Cathubodua (, "battle crow") is the name of a Gaulish battle goddess.

Etymology 
Cathubodua is the name of a Gaulish goddess derived from a single inscription at Mieussy in Haute Savoie, eastern France, which actually reads ATHVBODVAE AVG SERVILIA TERENTIA S L M. The text's restitution as Cathubodua depends on the assumptions that an initial C has been lost and that the personal names ATEBODVAE, ATEBODVVS and ATEBODVI in 3 other inscriptions in modern Austria and Slovenia are unrelated.

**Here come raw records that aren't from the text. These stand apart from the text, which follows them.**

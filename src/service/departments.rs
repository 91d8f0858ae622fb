//! Department services.

use crate::model::{Department, NewDepartment, UpdateDepartment};
use crate::remote::{Guard, Outcome, Reply};
use crate::store::qualified_table;
use sqlx::{PgPool, Postgres, QueryBuilder};
use uuid::Uuid;

pub struct DepartmentService;

impl DepartmentService {
    /// Departments are few; the list is unpaginated.
    pub async fn list(
        guard: &Guard,
        pool: &PgPool,
        is_active: Option<bool>,
    ) -> Outcome<Vec<Department>> {
        guard
            .run(|| async move {
                let mut q = QueryBuilder::<Postgres>::new(format!(
                    "SELECT * FROM {} WHERE 1=1",
                    qualified_table("departments")
                ));
                if let Some(active) = is_active {
                    q.push(" AND is_active = ").push_bind(active);
                }
                q.push(" ORDER BY name");
                tracing::debug!(sql = %q.sql(), "query");
                let rows = q.build_query_as::<Department>().fetch_all(pool).await?;
                Ok(Reply::ok(rows))
            })
            .await
    }

    pub async fn get(guard: &Guard, pool: &PgPool, id: Uuid) -> Outcome<Option<Department>> {
        guard
            .run(|| async move {
                let sql = format!(
                    "SELECT * FROM {} WHERE id = $1",
                    qualified_table("departments")
                );
                tracing::debug!(sql = %sql, "query");
                let row = sqlx::query_as::<_, Department>(&sql)
                    .bind(id)
                    .fetch_optional(pool)
                    .await?;
                Ok(Reply::ok(row))
            })
            .await
    }

    pub async fn create(guard: &Guard, pool: &PgPool, d: &NewDepartment) -> Outcome<Department> {
        guard
            .run(|| async move {
                let sql = format!(
                    "INSERT INTO {} (id, name, description, head_doctor_id) \
                     VALUES ($1, $2, $3, $4) RETURNING *",
                    qualified_table("departments")
                );
                tracing::debug!(sql = %sql, "query");
                let row = sqlx::query_as::<_, Department>(&sql)
                    .bind(Uuid::new_v4())
                    .bind(&d.name)
                    .bind(&d.description)
                    .bind(d.head_doctor_id)
                    .fetch_one(pool)
                    .await?;
                Ok(Reply::ok(row))
            })
            .await
    }

    pub async fn update(
        guard: &Guard,
        pool: &PgPool,
        id: Uuid,
        patch: &UpdateDepartment,
    ) -> Outcome<Option<Department>> {
        guard
            .run(|| async move {
                let mut q = QueryBuilder::<Postgres>::new(format!(
                    "UPDATE {} SET ",
                    qualified_table("departments")
                ));
                {
                    let mut set = q.separated(", ");
                    if let Some(v) = &patch.name {
                        set.push("name = ").push_bind_unseparated(v.clone());
                    }
                    if let Some(v) = &patch.description {
                        set.push("description = ").push_bind_unseparated(v.clone());
                    }
                    if let Some(v) = patch.head_doctor_id {
                        set.push("head_doctor_id = ").push_bind_unseparated(v);
                    }
                    if let Some(v) = patch.is_active {
                        set.push("is_active = ").push_bind_unseparated(v);
                    }
                    set.push("updated_at = NOW()");
                }
                q.push(" WHERE id = ").push_bind(id).push(" RETURNING *");
                tracing::debug!(sql = %q.sql(), "query");
                let row = q.build_query_as::<Department>().fetch_optional(pool).await?;
                Ok(Reply::ok(row))
            })
            .await
    }
}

In the Gaulish language, the name Cathubodua is believed to mean battle-crow.  Etymological lexical forms reconstructed in the University of Wales' Proto-Celtic lexicon, suggest that the name is likely to be ultimately derived from the Proto-Celtic *Katu-bodwā, a word that could be interpreted as ‘battle-fighting’. Nonetheless it is this second element *bodwā which appears to be the Proto-Celtic root of the later form of the name Badhbh. The masculine form *bodwos ('fighting') developed in Gaelic into Bodb.

She appears to be similar to the Irish goddess Badb Catha; under this identification, Badb Catha would foresee the fate of warriors before the battle.